After dark I could tell if she was home, if a light was on, and I’d stop on the trail and look across and dream she was in there—I wanted to be in there too, but we didn’t have cell phones, just machines…and it seemed a constant back and forth of coming home and hoping for a message, hoping it was her, then replaying messages to interpret the real meaning (each listen produced different results)—and though we’d had sex it only seemed to widen the distance between us, though most of the day we were fine emailing one another from our desks at work (“just checking in!”), and she had this thing about the numbers 337, said that sequence meant something special but she didn’t understand what, just that most mornings when she woke it was always that time, 3:37, and now the same thing was happening to me.
Kristin said she wasn’t going to climb Rainier after all. It was August, the climb was a week or two away. She’d go to base camp but that was it, and when we got there she actually decided she wouldn’t do that, even. I was fine with that, I didn’t need the distraction on the mountain. Got to the top, sat in the crater, cried. Never cried like that in my life, it really broke me. They just slapped me on the shoulder and smiled, said good job. But I cried, I think, because I knew we were only halfway done and most falls, most injuries/fatalities occur going down. Our guide said that.
Our guide was a dick.
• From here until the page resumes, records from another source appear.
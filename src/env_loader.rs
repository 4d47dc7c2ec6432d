use std::env;
use std::path::PathBuf;

fn fallback_dotenv_path(app_home: Option<PathBuf>, home_dir: Option<PathBuf>) -> Option<PathBuf> {
    if let Some(home) = app_home {
        return Some(home.join(".env"));
    }
    Some(home_dir?.join(".chat-todo").join(".env"))
}

pub fn load_dotenv() {
    if dotenvy::dotenv().is_ok() {
        return;
    }

    let fallback = fallback_dotenv_path(
        env::var_os("CHATTODO_HOME")
            .filter(|v| !v.is_empty())
            .map(PathBuf::from),
        dirs::home_dir(),
    );

    let Some(path) = fallback else {
        return;
    };
    if path.is_file() {
        let _ = dotenvy::from_path(&path);
    }
}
We didn’t know it until we got on the mountain, but he’d changed his mind about thinking being our guide was a good idea once we all came together and he sized us up, and worried about legal implications or something, and then he tried to beat us into the ground so he could limit his exposure by going fast, and leave as many as he could behind to bivouac near Ingraham Flats.
It was November, a year since I’d come back to Seattle from France, when I got into an email altercation with our guide for a stupid reason mostly my fault, but he took it to another level, and I had his address on a resumé with his credentials and asked my friend Rob if he’d give me a ride there and wait in the car, it was raining, and I called the guide out on his front porch in front of his roommates and their girlfriends (picture empty bottles of beer, used couches, a lot of laying around): I said that wasn’t right of you to forward my email like that and we should talk about this in person, that would be better.
And then I went back to Rob’s car, he finished his cigarette, asked if I wanted to help him do sound effects on a theater production, and the director was my future wife, Dawn.
I didn’t have much vacation yet, I’d lost my tenure when I quit Starbucks the first time, there were just two weeks. Dawn agreed to go backpacking with me in Glacier National Park, she loved me so much.
I suggested a warm-up hike first and talked to my friend Brad, who suggested a hike on the coast he’d always wanted to do: 17 miles end-to-end, rope ladders, beach hikes, river-fords…we could do it over Labor Day weekend, and I agreed.